Playing with the Github Timeline data

I came across ‘The Open Source Report Card’ today, which included some interesting results on my report. It claimed I’d contributed to repositories using VimL and Go, neither of which I could remember doing anything in relation to.

Looking into how it worked led to the Github Archive, which is available as a dataset on Google BigQuery. Playing with this eventually led to finding the problem - the ‘contributions’ graph included all of a users events.
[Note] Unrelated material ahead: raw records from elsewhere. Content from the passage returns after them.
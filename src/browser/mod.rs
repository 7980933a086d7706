//! Object-graph browsing engine
//!
//! The engine resolves a display handler per runtime type, tracks the
//! breadcrumb path the user has entered and caches the current parent's
//! children on a throttle. It never draws anything: front-ends read
//! [`Session::children`] and feed row and breadcrumb activations back.
//!
//! # Architecture
//!
//! ```text
//! Browser (shared)                    Session (one per view)
//! ├── TypeCatalog   types, members    ├── NavigationState   root + trail
//! ├── HandlerRegistry                 ├── ChildrenCache     single slot
//! │   └── resolved cache              └── DisplayOptions
//! ├── ObjectHandler  metadata cache
//! └── RootSet
//! ```

pub mod children;
pub mod collections;
pub mod element;
pub mod error;
pub mod handler;
pub mod introspect;
pub mod navigation;
pub mod object;
pub mod options;
pub mod registry;
pub mod session;
pub mod types;

pub use collections::{Enumerable, Member, ObjectList, RootSet, SingletonList};
pub use element::{Element, ElementKind};
pub use error::{BrowseError, ReadError};
pub use handler::{Children, EnumerableHandler, LeafHandler, TypeHandler};
pub use introspect::ObjectHandler;
pub use object::{downcast, obj, same_object, Object, ObjectRef, TypeKey};
pub use options::DisplayOptions;
pub use registry::HandlerRegistry;
pub use session::{RowView, Session};
pub use types::{TypeCatalog, TypeInfo, TypeKind};

use std::rc::Rc;

/// One browsable object graph: types, handlers and roots
///
/// Construct one per graph and hand it to whatever presents it; nothing here
/// is global.
pub struct Browser {
    catalog: Rc<TypeCatalog>,
    registry: HandlerRegistry,
    objects: Rc<ObjectHandler>,
    roots: Rc<RootSet>,
}

impl Browser {
    /// Browser with the built-in types and handlers registered
    pub fn new() -> Self {
        let catalog = Rc::new(TypeCatalog::new());
        catalog.register(TypeInfo::interface::<dyn Enumerable>().build());
        catalog.register(TypeInfo::class::<ObjectList>().implements::<dyn Enumerable>().build());
        catalog.register(TypeInfo::class::<RootSet>().implements::<dyn Enumerable>().build());
        catalog.register(
            TypeInfo::class::<SingletonList>()
                .implements::<dyn Enumerable>()
                .build(),
        );

        let objects = Rc::new(ObjectHandler::new(catalog.clone()));
        let registry = HandlerRegistry::new(catalog.clone(), objects.clone());

        let leaf: Rc<dyn TypeHandler> = Rc::new(LeafHandler);
        for key in object::primitive_keys() {
            registry.register(key, leaf.clone());
        }
        registry.register(TypeKey::of::<dyn Enumerable>(), Rc::new(EnumerableHandler));

        Self {
            catalog,
            registry,
            objects,
            roots: Rc::new(RootSet::new()),
        }
    }

    pub fn catalog(&self) -> &TypeCatalog {
        &self.catalog
    }

    pub fn registry(&self) -> &HandlerRegistry {
        &self.registry
    }

    pub fn roots(&self) -> &RootSet {
        &self.roots
    }

    /// Add a root object to browse
    pub fn add(&self, root: ObjectRef) {
        self.roots.add(root);
    }

    /// Remove a root object by identity
    pub fn remove(&self, root: &ObjectRef) -> bool {
        self.roots.remove(root)
    }

    /// Declare an inspectable type
    pub fn register_type(&self, info: TypeInfo) {
        self.catalog.register(info);
    }

    /// Register a handler for a type, interface or base type
    ///
    /// Types already resolved keep their old handler until
    /// [`Browser::clear_resolved_handlers`] is called.
    pub fn register_handler(&self, key: TypeKey, handler: Rc<dyn TypeHandler>) {
        self.registry.register(key, handler);
    }

    pub fn handler_for(&self, value: Option<&ObjectRef>) -> Rc<dyn TypeHandler> {
        self.registry.handler_for(value)
    }

    /// Drop the reflective handler's member metadata and property failures
    pub fn clear_field_cache(&self) {
        self.objects.clear_cache();
        tracing::debug!("Cleared member metadata cache");
    }

    pub fn clear_resolved_handlers(&self) {
        self.registry.clear_resolved();
    }

    /// Synthetic path root wrapping the root set
    pub fn root_element(&self) -> Element {
        let roots: ObjectRef = self.roots.clone();
        Element::root(roots)
    }
}

impl Default for Browser {
    fn default() -> Self {
        Self::new()
    }
}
This included ‘star’ (previously ‘follow’) events, so it was counting repositories I’d starred as repositories that I had contributed to.

A more accurate result was achieved with the following query:

    /* Count the number of my events by language excluding stars/follows */

    SELECT repository_language, count(repository_language) as n,
    FROM [githubarchive:github.timeline]
    WHERE actor="borntyping" AND type != "WatchEvent"
    GROUP BY repository_language
    ORDER BY n DESC

The Github Archive documentation seemed to be devoid of simpler example queries, so this is how I reached the above one, starting from one adapted from the primary example on githubarchive.org.

    /* List all of my repositories, counting the number of events */

    SELECT repository_name, repository_owner, count(repository_name) as events,
    FROM [githubarchive:github.timeline]
    WHERE repository_owner="borntyping"
    GROUP BY repository_name, repository_owner
    ORDER BY events DESC

    /* List all of my repositories, counting the number of events, and sorted by language */

    SELECT repository_name, repository_owner, repository_language, count(repository_name) as events,
    FROM [githubarchive:github.timeline]
    WHERE actor="borntyping"
    GROUP BY repository_name, repository_owner, repository_language
    ORDER BY repository_language, events DESC

    /* Count the number of my events by language */

    SELECT repository_language, count(repository_language) as repository_language_count,
    FROM [githubarchive:github.timeline]
    WHERE actor="borntyping"
    GROUP BY repository_language
    ORDER BY repository_language_count DESC